_Exercise description_
Exact reproduction required: the lines below from the line with "use crate::error::TundError;" to the line with "out-of-zone queries to", both ends included, and no others.

───── Exercise input ─────

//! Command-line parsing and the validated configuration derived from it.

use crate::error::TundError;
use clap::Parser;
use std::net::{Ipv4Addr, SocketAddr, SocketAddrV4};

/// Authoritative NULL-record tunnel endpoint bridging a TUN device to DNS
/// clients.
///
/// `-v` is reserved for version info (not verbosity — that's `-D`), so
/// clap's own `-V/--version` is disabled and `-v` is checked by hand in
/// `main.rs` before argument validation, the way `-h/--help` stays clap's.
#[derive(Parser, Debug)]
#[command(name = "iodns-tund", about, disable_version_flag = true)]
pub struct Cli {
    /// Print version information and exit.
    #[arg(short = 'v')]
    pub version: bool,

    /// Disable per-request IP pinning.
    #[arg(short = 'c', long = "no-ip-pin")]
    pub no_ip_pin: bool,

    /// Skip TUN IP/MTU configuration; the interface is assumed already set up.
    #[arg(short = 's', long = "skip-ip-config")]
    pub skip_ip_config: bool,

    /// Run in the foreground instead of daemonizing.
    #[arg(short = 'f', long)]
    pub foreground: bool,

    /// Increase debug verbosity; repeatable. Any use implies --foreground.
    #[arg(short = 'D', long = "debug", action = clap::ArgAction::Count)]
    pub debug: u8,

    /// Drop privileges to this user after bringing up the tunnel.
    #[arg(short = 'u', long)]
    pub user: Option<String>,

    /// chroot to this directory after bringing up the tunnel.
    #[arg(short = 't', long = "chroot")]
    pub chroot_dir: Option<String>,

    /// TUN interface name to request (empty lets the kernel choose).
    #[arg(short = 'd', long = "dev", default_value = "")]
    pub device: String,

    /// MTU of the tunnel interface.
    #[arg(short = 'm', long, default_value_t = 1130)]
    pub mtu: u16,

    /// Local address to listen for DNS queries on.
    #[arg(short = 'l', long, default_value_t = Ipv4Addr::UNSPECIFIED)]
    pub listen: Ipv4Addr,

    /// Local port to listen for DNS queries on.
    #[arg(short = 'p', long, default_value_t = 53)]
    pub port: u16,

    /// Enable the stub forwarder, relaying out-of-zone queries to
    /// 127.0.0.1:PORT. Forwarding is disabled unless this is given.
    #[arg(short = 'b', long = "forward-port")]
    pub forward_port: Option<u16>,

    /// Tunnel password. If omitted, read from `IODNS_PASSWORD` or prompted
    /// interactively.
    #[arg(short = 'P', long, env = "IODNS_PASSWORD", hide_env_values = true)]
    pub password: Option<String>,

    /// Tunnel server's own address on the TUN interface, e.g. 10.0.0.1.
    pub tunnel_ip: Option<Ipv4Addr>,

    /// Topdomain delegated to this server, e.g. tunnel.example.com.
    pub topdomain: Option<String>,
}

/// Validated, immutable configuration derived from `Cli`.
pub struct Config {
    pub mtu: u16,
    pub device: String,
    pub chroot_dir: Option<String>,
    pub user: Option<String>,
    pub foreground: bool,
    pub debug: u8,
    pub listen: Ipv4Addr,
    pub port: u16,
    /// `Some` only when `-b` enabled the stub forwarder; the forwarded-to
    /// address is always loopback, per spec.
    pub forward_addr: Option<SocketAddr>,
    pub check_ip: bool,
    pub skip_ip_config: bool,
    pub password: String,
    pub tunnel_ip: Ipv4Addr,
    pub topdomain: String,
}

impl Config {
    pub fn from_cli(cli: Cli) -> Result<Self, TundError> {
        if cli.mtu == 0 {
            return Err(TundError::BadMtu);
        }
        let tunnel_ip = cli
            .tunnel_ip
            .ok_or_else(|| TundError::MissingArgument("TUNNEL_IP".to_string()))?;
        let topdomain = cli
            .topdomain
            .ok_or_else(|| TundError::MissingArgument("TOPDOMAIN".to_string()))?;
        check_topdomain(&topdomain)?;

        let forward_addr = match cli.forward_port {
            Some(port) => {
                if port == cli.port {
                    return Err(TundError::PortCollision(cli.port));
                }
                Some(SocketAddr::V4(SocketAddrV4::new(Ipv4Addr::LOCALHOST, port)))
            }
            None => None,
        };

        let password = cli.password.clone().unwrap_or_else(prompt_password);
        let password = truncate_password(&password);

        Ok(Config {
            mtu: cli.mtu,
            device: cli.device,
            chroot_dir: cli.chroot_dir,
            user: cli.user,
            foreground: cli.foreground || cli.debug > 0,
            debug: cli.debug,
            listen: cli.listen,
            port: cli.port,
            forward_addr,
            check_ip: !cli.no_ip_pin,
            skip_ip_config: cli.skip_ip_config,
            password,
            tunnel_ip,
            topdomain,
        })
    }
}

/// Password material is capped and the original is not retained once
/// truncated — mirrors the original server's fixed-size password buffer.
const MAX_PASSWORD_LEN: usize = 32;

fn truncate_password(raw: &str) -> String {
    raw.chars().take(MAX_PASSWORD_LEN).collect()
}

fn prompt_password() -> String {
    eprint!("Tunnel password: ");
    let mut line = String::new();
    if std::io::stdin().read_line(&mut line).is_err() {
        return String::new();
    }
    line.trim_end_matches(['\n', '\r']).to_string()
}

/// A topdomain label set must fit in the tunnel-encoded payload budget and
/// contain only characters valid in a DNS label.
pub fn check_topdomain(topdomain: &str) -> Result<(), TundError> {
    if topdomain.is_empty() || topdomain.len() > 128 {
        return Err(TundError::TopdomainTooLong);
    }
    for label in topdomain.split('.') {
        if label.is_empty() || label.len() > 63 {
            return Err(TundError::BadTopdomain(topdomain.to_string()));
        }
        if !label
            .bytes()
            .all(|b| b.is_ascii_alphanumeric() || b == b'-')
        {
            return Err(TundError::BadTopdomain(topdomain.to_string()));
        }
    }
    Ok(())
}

─────

_Expected answer_
use crate::error::TundError;
use clap::Parser;
use std::net::{Ipv4Addr, SocketAddr, SocketAddrV4};

/// Authoritative NULL-record tunnel endpoint bridging a TUN device to DNS
/// clients.
///
/// `-v` is reserved for version info (not verbosity — that's `-D`), so
/// clap's own `-V/--version` is disabled and `-v` is checked by hand in
/// `main.rs` before argument validation, the way `-h/--help` stays clap's.
#[derive(Parser, Debug)]
#[command(name = "iodns-tund", about, disable_version_flag = true)]
pub struct Cli {
    /// Print version information and exit.
    #[arg(short = 'v')]
    pub version: bool,

    /// Disable per-request IP pinning.
    #[arg(short = 'c', long = "no-ip-pin")]
    pub no_ip_pin: bool,

    /// Skip TUN IP/MTU configuration; the interface is assumed already set up.
    #[arg(short = 's', long = "skip-ip-config")]
    pub skip_ip_config: bool,

    /// Run in the foreground instead of daemonizing.
    #[arg(short = 'f', long)]
    pub foreground: bool,

    /// Increase debug verbosity; repeatable. Any use implies --foreground.
    #[arg(short = 'D', long = "debug", action = clap::ArgAction::Count)]
    pub debug: u8,

    /// Drop privileges to this user after bringing up the tunnel.
    #[arg(short = 'u', long)]
    pub user: Option<String>,

    /// chroot to this directory after bringing up the tunnel.
    #[arg(short = 't', long = "chroot")]
    pub chroot_dir: Option<String>,

    /// TUN interface name to request (empty lets the kernel choose).
    #[arg(short = 'd', long = "dev", default_value = "")]
    pub device: String,

    /// MTU of the tunnel interface.
    #[arg(short = 'm', long, default_value_t = 1130)]
    pub mtu: u16,

    /// Local address to listen for DNS queries on.
    #[arg(short = 'l', long, default_value_t = Ipv4Addr::UNSPECIFIED)]
    pub listen: Ipv4Addr,

    /// Local port to listen for DNS queries on.
    #[arg(short = 'p', long, default_value_t = 53)]
    pub port: u16,

    /// Enable the stub forwarder, relaying out-of-zone queries to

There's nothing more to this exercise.